Date Of Publication: 03/10/2015

I have wanted to write a book about my experience, to tackle depression and anxiety head-on. So this book seeks to do two things. To lessen that stigma, and – the possibly more quixotic ambition – to try and actually convince people that the bottom of the valley never provides the clearest view.

In an honest, heartfelt and sometimes frank way, Matt Haig eloquently details his experience of both anxiety and depression which left him contemplating suicide, offering the reader insight into his personal experience as well as ideas of things that have (or haven’t) helped in his recovery.

Perhaps the most interesting aspect of this book is the combination of self-help tips alongside a personal memoir. The author manages to blend these two elements together seamlessly, providing a narrative that is easy to follow combining a sense of the reality of the conditions alongside hope that change is possible. By mixing chapters outlining the author’s personal experience with sections such as ‘things that have happened to me that have generated more sympathy than depression’, Haig lives up to the description of the book as a “moving, funny and joyous exploration”. He manages to showcase the complexities of the conditions in an upliftingly honest way, engaging the reader throughout the book.

Whilst this book will perhaps be primarily read by those struggling with depression, anxiety or suicidal feelings, this could also be a particularly useful book for anyone that is looking to further their understanding of this stigmatised and often misrepresented area, with self-help tips offered to those suffering as well as those in a supportive role.

In the Chapter ‘A note, before we get fully under way’ Matt Haig perhaps gives a view that may help if you are unsure if this book (or in fact any self-help book) is for you:

Depression looks different to everyone.
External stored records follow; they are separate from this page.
// ==========================================
// ERP 数据迁移系统 - 映射建议引擎
// ==========================================
// 职责: 源列 → 目标字段自动映射 + 置信度评分
// 红线: 纯函数、无共享可变状态，同输入必须产出逐字节相同结果
// 匹配顺序: 精确字段名 1.0 → 别名精确 0.95 → 别名部分 0.70 → 未命中
// ==========================================

use crate::domain::mapping::{AutoMappingResult, FieldMapping, SourceColumn, TargetField};
use crate::domain::types::EntityType;
use crate::engine::alias_dictionary::AliasDictionary;

// 置信度常量
const CONFIDENCE_EXACT: f64 = 1.0;
const CONFIDENCE_ALIAS_EXACT: f64 = 0.95;
const CONFIDENCE_ALIAS_PARTIAL: f64 = 0.70;

// 聚合权重: 必填字段覆盖率 0.6 + 已映射字段均值 0.4
const WEIGHT_REQUIRED_COVERAGE: f64 = 0.6;
const WEIGHT_AVG_CONFIDENCE: f64 = 0.4;

// ==========================================
// MappingEngine - 映射建议引擎
// ==========================================
// 别名字典构造注入（非全局单例），引擎实例可跨会话/实体并行复用
pub struct MappingEngine {
    aliases: AliasDictionary,
}

impl MappingEngine {
    /// 创建引擎实例
    pub fn new(aliases: AliasDictionary) -> Self {
        Self { aliases }
    }

    /// 使用内置别名表创建引擎实例
    pub fn with_builtin_aliases() -> Self {
        Self::new(AliasDictionary::builtin())
    }

    /// 生成整实体的自动映射建议
    ///
    /// # 参数
    /// - entity_type: 实体类型（仅透传到结果）
    /// - source_columns: 样本记录的源列集（按给定顺序扫描）
    /// - target_fields: 目标字段目录（有序）
    ///
    /// # 返回
    /// - AutoMappingResult: 每个目标字段一条建议（可能 source_field=None）+ 聚合置信度
    pub fn suggest(
        &self,
        entity_type: EntityType,
        source_columns: &[SourceColumn],
        target_fields: &[TargetField],
    ) -> AutoMappingResult {
        let column_names: Vec<&str> = source_columns.iter().map(|c| c.name.as_str()).collect();

        let suggested_mappings: Vec<FieldMapping> = target_fields
            .iter()
            .map(|field| {
                let matched = self.find_best_match(&column_names, &field.name);
                let confidence = matched
                    .map(|source| self.match_confidence(source, &field.name))
                    .unwrap_or(0.0);
                FieldMapping {
                    source_field: matched.map(|s| s.to_string()),
                    target_field: field.name.clone(),
                    confidence,
                }
            })
            .collect();

        let confidence_score = aggregate_confidence(&suggested_mappings, target_fields);

        AutoMappingResult {
            entity_type,
            source_columns: source_columns.to_vec(),
            target_fields: target_fields.to_vec(),
            suggested_mappings,
            confidence_score,
        }
    }

    /// 按解析顺序找最佳匹配源列（首个命中即停）
    fn find_best_match<'a>(&self, columns: &[&'a str], target_field: &str) -> Option<&'a str> {
        // 1. 精确字段名匹配
        if let Some(exact) = columns
            .iter()
            .copied()
            .find(|c| c.eq_ignore_ascii_case(target_field))
        {
            return Some(exact);
        }

        // 2/3. 逐别名：先精确再部分（别名顺序固定，结果确定）
        if let Some(aliases) = self.aliases.aliases_for(target_field) {
            for alias in aliases {
                if let Some(exact) = columns
                    .iter()
                    .copied()
                    .find(|c| c.eq_ignore_ascii_case(alias))
                {
                    return Some(exact);
                }
                if let Some(partial) = columns
                    .iter()
                    .copied()
                    .find(|c| contains_ignore_case(c, alias) || contains_ignore_case(alias, c))
                {
                    return Some(partial);
                }
            }
        }

        None
    }

    /// 已命中源列的置信度
    ///
    /// 注意用命中的"列本身"定级：部分匹配扫到的列若恰好全等于
    /// 某个别名，按别名精确 0.95 计，与原始评分口径一致。
    fn match_confidence(&self, source_field: &str, target_field: &str) -> f64 {
        if source_field.eq_ignore_ascii_case(target_field) {
            return CONFIDENCE_EXACT;
        }

        if let Some(aliases) = self.aliases.aliases_for(target_field) {
            if aliases.iter().any(|a| a.eq_ignore_ascii_case(source_field)) {
                return CONFIDENCE_ALIAS_EXACT;
            }
        }

        CONFIDENCE_ALIAS_PARTIAL
    }
}

/// 整实体聚合置信度
///
/// 0.6 × 必填覆盖率 + 0.4 × 已映射字段置信度均值；
/// 未映射字段不计入均值（不按 0 计）；无必填字段时覆盖率为 1.0；
/// 没有任何字段命中时聚合为 0。
fn aggregate_confidence(mappings: &[FieldMapping], target_fields: &[TargetField]) -> f64 {
    let mapped: Vec<&FieldMapping> = mappings
        .iter()
        .filter(|m| m.source_field.is_some())
        .collect();
    if mapped.is_empty() {
        return 0.0;
    }

    let required: Vec<&TargetField> = target_fields.iter().filter(|f| f.is_required).collect();
    let required_coverage = if required.is_empty() {
        1.0
    } else {
        let mapped_required = required
            .iter()
            .filter(|f| {
                mappings
                    .iter()
                    .any(|m| m.target_field == f.name && m.source_field.is_some())
            })
            .count();
        mapped_required as f64 / required.len() as f64
    };

    let avg_confidence =
        mapped.iter().map(|m| m.confidence).sum::<f64>() / mapped.len() as f64;

    WEIGHT_REQUIRED_COVERAGE * required_coverage + WEIGHT_AVG_CONFIDENCE * avg_confidence
}

/// 大小写不敏感的包含判定（ASCII 口径，与遗留列名字符集一致）
fn contains_ignore_case(haystack: &str, needle: &str) -> bool {
    haystack
        .to_ascii_lowercase()
        .contains(&needle.to_ascii_lowercase())
}

#[cfg(test)]
mod tests {
    use super::*;

    const EPS: f64 = 1e-9;

    fn columns(names: &[&str]) -> Vec<SourceColumn> {
        names
            .iter()
            .map(|n| SourceColumn {
                name: n.to_string(),
                sample_value: None,
            })
            .collect()
    }

    fn product_fields() -> Vec<TargetField> {
        vec![
            TargetField::new("Code", "Ürün Kodu", "string", true),
            TargetField::new("Name", "Ürün Adı", "string", true),
            TargetField::new("Barcode", "Barkod", "string", false),
        ]
    }

    #[test]
    fn test_legacy_columns_scenario() {
        // STOK_KODU/STOK_ADI 为别名精确命中 0.95，BARKOD1 为别名部分命中 0.70
        let engine = MappingEngine::with_builtin_aliases();
        let cols = columns(&["STOK_KODU", "STOK_ADI", "BARKOD1"]);
        let result = engine.suggest(EntityType::Product, &cols, &product_fields());

        let by_target = |t: &str| {
            result
                .suggested_mappings
                .iter()
                .find(|m| m.target_field == t)
                .unwrap()
        };

        assert_eq!(by_target("Code").source_field.as_deref(), Some("STOK_KODU"));
        assert!((by_target("Code").confidence - 0.95).abs() < EPS);
        assert_eq!(by_target("Name").source_field.as_deref(), Some("STOK_ADI"));
        assert!((by_target("Name").confidence - 0.95).abs() < EPS);
        assert_eq!(by_target("Barcode").source_field.as_deref(), Some("BARKOD1"));
        assert!((by_target("Barcode").confidence - 0.70).abs() < EPS);

        // 聚合 = 0.6×(2/2) + 0.4×((0.95+0.95+0.70)/3) ≈ 0.9467
        let expected = 0.6 + 0.4 * ((0.95 + 0.95 + 0.70) / 3.0);
        assert!((result.confidence_score - expected).abs() < EPS);
    }

    #[test]
    fn test_exact_field_name_match() {
        let engine = MappingEngine::with_builtin_aliases();
        let cols = columns(&["Code"]);
        let result = engine.suggest(
            EntityType::Product,
            &cols,
            &[TargetField::new("Code", "Ürün Kodu", "string", true)],
        );

        let m = &result.suggested_mappings[0];
        assert_eq!(m.source_field.as_deref(), Some("Code"));
        assert!((m.confidence - 1.0).abs() < EPS);
        // 覆盖率 1.0，均值 1.0 → 聚合 1.0
        assert!((result.confidence_score - 1.0).abs() < EPS);
    }

    #[test]
    fn test_no_match_yields_null_mapping_and_zero_score() {
        let engine = MappingEngine::with_builtin_aliases();
        let cols = columns(&["COLUMN_X", "COLUMN_Y"]);
        let result = engine.suggest(EntityType::Product, &cols, &product_fields());

        assert!(result
            .suggested_mappings
            .iter()
            .all(|m| m.source_field.is_none()));
        assert_eq!(result.confidence_score, 0.0);
    }

    #[test]
    fn test_unmapped_fields_excluded_from_average() {
        // Code 命中 0.95，Barcode 未命中：均值只按已映射字段算
        let engine = MappingEngine::with_builtin_aliases();
        let cols = columns(&["STOK_KODU"]);
        let fields = vec![
            TargetField::new("Code", "Ürün Kodu", "string", true),
            TargetField::new("Barcode", "Barkod", "string", false),
        ];
        let result = engine.suggest(EntityType::Product, &cols, &fields);

        // 覆盖率 1/1，均值 0.95（不是 0.475）
        let expected = 0.6 * 1.0 + 0.4 * 0.95;
        assert!((result.confidence_score - expected).abs() < EPS);
    }

    #[test]
    fn test_zero_required_fields_coverage_is_one() {
        let engine = MappingEngine::with_builtin_aliases();
        let cols = columns(&["BARKOD"]);
        let fields = vec![TargetField::new("Barcode", "Barkod", "string", false)];
        let result = engine.suggest(EntityType::Product, &cols, &fields);

        let expected = 0.6 * 1.0 + 0.4 * 0.95;
        assert!((result.confidence_score - expected).abs() < EPS);
    }

    #[test]
    fn test_first_match_wins_is_deterministic() {
        let engine = MappingEngine::with_builtin_aliases();
        // 两列都能命中 Code：扫描顺序决定取 KOD（别名序第一位）
        let cols = columns(&["STOK_KODU", "KOD"]);
        let fields = vec![TargetField::new("Code", "Ürün Kodu", "string", true)];

        let first = engine.suggest(EntityType::Product, &cols, &fields);
        // 别名 KOD 先于 STOK_KODU：精确命中列 "KOD"
        assert_eq!(
            first.suggested_mappings[0].source_field.as_deref(),
            Some("KOD")
        );

        // 同输入重复运行，结果逐字节一致
        for _ in 0..10 {
            let again = engine.suggest(EntityType::Product, &cols, &fields);
            assert_eq!(
                serde_json::to_string(&again.suggested_mappings).unwrap(),
                serde_json::to_string(&first.suggested_mappings).unwrap()
            );
            assert_eq!(again.confidence_score, first.confidence_score);
        }
    }

    #[test]
    fn test_partial_hit_that_equals_alias_scores_alias_exact() {
        // KDV_ORANI 被别名 KDV 的部分匹配扫中，但它本身就是 VatRate 的别名 → 0.95
        let engine = MappingEngine::with_builtin_aliases();
        let cols = columns(&["KDV_ORANI"]);
        let fields = vec![TargetField::new("VatRate", "KDV Oranı", "decimal", false)];
        let result = engine.suggest(EntityType::Product, &cols, &fields);

        let m = &result.suggested_mappings[0];
        assert_eq!(m.source_field.as_deref(), Some("KDV_ORANI"));
        assert!((m.confidence - 0.95).abs() < EPS);
    }
}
Pain is felt in different ways, to different degrees, and provokes different responses. That said, if books had to replicate our exact experience of the world to be useful, the only books worth reading would be written by ourselves. There is no right or wrong way to have depression, or to have a panic attack, or to feel suicidal. These things just are. Misery, like yoga, is not a competitive sport. But I have found over the years that by reading about other people who have suffered, survived and overcome despair I have felt comforted. It has given me hope. I hope this book can do the same.